Voilà le second grand enjeu du Banquet, disions-nous : la nature et la grâce déclinées dans l’histoire. Si le Banquet raconte bel et bien le « banquet de mariage de Dante avec la Noble dame »[32], il a un préalable épistémologique, lourd de conséquences dans le rapport que la philosophie entretient avec la théologie. Ce préalable se joue, chez Dante, dans une allégorie cosmologique connue. Dans le deuxième Traité, en effet, Dante classe les sciences en fonction de dix ciels, correspondant au Trivium et au Quadrivium de l’Université médiévale : Grammaire, Dialectique, Rhétorique, Arithmétique, Géométrie, Astrologie, Musique. À ces sept sciences s’ajoutent, selon un ordre propre à Dante, la Physique et la Métaphysique, qui répondent au Ciel des fixes, l’Éthique au Premier mobile ou Ciel cristallin et, pour finir, la Théologie à l’Empyrée. Telle est la grande originalité épistémologique de Dante : la Métaphysique apparaît, dans le Banquet, comme une science seconde par rapport à l’Éthique, plus haute science humaine face à l’éminence divine de la Théologie (Convivio, II, XIV, 14). Pire, Dante aligne la Physique et la Métaphysique sur un seul ciel (Convivio, II, XIV, 1). Pourquoi, venant d’un disciple d’Aristote, le Virgile du Banquet, un tel manquement à la doctrine péripatéticienne ?

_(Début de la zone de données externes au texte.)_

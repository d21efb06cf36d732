//! Simulated field sensors. Stands in for hardware until probes are wired up.

use crate::dashboard::model::SensorSnapshot;
use rand::Rng;

fn round_to(v: f64, decimals: i32) -> f64 {
    let f = 10f64.powi(decimals);
    (v * f).round() / f
}

pub fn generate<R: Rng + ?Sized>(rng: &mut R) -> SensorSnapshot {
    SensorSnapshot {
        soil_moisture: round_to(rng.gen_range(20.0..=80.0), 1),
        tds: round_to(rng.gen_range(100.0..=600.0), 1),
        ph_level: round_to(rng.gen_range(6.0..=8.5), 2),
        clarity: round_to(rng.gen_range(60.0..=100.0), 1),
    }
}

#[cfg(test)]
mod tests {
    use super::*;
    use rand::rngs::StdRng;
    use rand::SeedableRng;

    #[test]
    fn readings_stay_in_range() {
        let mut rng = StdRng::seed_from_u64(7);
        for _ in 0..500 {
            let s = generate(&mut rng);
            assert!((20.0..=80.0).contains(&s.soil_moisture));
            assert!((100.0..=600.0).contains(&s.tds));
            assert!((6.0..=8.5).contains(&s.ph_level));
            assert!((60.0..=100.0).contains(&s.clarity));
        }
    }

    #[test]
    fn same_seed_same_reading() {
        let a = generate(&mut StdRng::seed_from_u64(42));
        let b = generate(&mut StdRng::seed_from_u64(42));
        assert_eq!(a, b);
    }
}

Pinchard tempère l’innovation dantesque. Certes, les lignes de Dante sur le sujet ont suscité, notamment depuis les analyses de Gilson, « l’idée que Dante avait inauguré ici le tournant humaniste de la philosophie, qui soumet la Métaphysique à l’Éthique »[33]. Cependant, selon Pinchard, la suite du Banquet reviendra au primat de la contemplation sur l’action, en insistant sur la parfaite félicité conférée à l’acte intellectuel (Convivio, III, XV, 7). Le pouvoir de la philosophie morale serait d’abord, à cet égard, un « pouvoir d’influences et de fécondation ». « Le primat de l’Éthique, c’est d’abord le primat de la semence divine de la noblesse sur les actes qu’elle gouverne. Ce naturalisme astral se substitue ici à la philosophie morale purement rationnelle, comme à l’idée moderne d’un délaissement de l’ontologie en faveur du seul agir ». Ailleurs, Pinchard répète que les deux derniers Traités du Banquet tendront à « restituer à la Philosophie sa dimension spéculative et rappelleront le primat indiscuté de la Philosophie première ». En bref, Dante s’excuserait dès le Traité III de ses considérations du Traité II. L’hypothèse convainc peu. Néanmoins, on peut sans difficulté donner raison à Pinchard lorsqu’il estime que « l’interprétation essentiellement pratique de Dante repose ainsi sur la pérennisation d’un moment de son parcours »[34].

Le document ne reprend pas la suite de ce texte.